TASK ITEM:
Among the records below, find the lines that contain "const" and copy each of them.
------------
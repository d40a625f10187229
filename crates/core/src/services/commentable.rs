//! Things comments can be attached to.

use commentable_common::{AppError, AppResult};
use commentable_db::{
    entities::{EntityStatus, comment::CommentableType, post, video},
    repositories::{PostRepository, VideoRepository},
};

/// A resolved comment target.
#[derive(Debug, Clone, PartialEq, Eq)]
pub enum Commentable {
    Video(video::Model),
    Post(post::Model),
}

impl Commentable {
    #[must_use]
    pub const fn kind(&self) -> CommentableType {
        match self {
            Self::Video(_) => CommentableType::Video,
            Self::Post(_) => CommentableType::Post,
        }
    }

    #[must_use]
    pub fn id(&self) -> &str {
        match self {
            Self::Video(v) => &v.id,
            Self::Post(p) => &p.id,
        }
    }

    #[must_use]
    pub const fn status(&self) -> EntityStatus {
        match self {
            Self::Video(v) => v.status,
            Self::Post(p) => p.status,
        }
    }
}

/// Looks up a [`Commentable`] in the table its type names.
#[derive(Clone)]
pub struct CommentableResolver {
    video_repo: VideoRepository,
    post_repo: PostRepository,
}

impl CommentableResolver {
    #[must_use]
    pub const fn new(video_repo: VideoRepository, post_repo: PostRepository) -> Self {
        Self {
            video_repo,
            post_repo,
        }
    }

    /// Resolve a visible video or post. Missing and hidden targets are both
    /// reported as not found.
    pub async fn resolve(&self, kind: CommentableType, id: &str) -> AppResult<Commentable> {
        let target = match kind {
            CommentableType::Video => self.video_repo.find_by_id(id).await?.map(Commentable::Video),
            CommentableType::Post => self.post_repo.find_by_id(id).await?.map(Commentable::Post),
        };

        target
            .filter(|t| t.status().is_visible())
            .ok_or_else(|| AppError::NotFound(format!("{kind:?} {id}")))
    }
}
------------
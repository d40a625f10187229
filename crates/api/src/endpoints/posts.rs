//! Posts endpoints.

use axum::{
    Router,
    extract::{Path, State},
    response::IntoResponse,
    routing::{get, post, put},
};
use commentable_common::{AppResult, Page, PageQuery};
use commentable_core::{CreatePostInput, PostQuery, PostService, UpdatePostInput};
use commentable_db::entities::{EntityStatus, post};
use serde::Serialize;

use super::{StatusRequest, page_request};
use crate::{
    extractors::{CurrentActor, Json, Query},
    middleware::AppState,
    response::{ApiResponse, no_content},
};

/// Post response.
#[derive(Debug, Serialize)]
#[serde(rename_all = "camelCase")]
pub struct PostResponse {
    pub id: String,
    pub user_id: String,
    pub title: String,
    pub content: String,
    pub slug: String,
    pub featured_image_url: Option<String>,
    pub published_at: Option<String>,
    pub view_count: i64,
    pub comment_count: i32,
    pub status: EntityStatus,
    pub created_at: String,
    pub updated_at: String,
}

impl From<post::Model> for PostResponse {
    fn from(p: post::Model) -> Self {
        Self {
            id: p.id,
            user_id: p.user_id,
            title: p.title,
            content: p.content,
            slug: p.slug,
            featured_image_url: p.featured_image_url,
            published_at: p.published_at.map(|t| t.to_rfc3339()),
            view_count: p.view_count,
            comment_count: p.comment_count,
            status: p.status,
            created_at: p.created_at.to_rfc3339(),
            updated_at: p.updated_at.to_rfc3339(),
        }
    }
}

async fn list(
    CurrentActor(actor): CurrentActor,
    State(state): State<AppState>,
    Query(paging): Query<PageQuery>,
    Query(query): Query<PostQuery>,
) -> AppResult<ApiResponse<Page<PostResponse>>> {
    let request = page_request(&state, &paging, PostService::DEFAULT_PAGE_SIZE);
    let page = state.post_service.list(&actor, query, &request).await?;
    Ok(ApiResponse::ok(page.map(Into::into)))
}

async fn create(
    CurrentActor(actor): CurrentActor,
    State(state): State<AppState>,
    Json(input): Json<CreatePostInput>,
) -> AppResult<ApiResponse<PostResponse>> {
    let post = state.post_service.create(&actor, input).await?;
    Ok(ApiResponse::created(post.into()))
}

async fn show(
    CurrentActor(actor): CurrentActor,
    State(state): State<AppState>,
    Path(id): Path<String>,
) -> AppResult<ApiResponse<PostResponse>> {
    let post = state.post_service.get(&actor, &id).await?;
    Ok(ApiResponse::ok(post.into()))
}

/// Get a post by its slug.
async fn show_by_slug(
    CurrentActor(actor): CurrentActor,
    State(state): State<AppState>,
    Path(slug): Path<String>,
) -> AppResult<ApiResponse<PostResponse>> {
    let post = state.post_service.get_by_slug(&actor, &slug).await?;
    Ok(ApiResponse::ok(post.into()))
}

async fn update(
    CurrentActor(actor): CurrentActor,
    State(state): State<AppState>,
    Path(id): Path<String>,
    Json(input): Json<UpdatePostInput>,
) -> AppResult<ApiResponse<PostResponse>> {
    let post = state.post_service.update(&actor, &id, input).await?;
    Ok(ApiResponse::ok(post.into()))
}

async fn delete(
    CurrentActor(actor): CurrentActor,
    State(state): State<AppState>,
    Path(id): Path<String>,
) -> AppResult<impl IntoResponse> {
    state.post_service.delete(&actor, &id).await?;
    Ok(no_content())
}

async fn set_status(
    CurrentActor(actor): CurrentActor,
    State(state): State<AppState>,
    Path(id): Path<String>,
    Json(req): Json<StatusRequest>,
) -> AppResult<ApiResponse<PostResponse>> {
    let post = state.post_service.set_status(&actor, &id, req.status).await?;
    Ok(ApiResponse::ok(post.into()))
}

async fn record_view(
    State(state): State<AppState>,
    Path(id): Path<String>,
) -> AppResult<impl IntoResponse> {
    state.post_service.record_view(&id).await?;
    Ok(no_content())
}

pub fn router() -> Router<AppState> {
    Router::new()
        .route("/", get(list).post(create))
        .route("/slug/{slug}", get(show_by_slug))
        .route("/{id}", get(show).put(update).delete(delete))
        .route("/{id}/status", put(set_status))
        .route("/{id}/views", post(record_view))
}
------------
SOLUTION TO THE EXERCISE:
    pub const fn kind(&self) -> CommentableType {
    pub const fn status(&self) -> EntityStatus {
    pub const fn new(video_repo: VideoRepository, post_repo: PostRepository) -> Self {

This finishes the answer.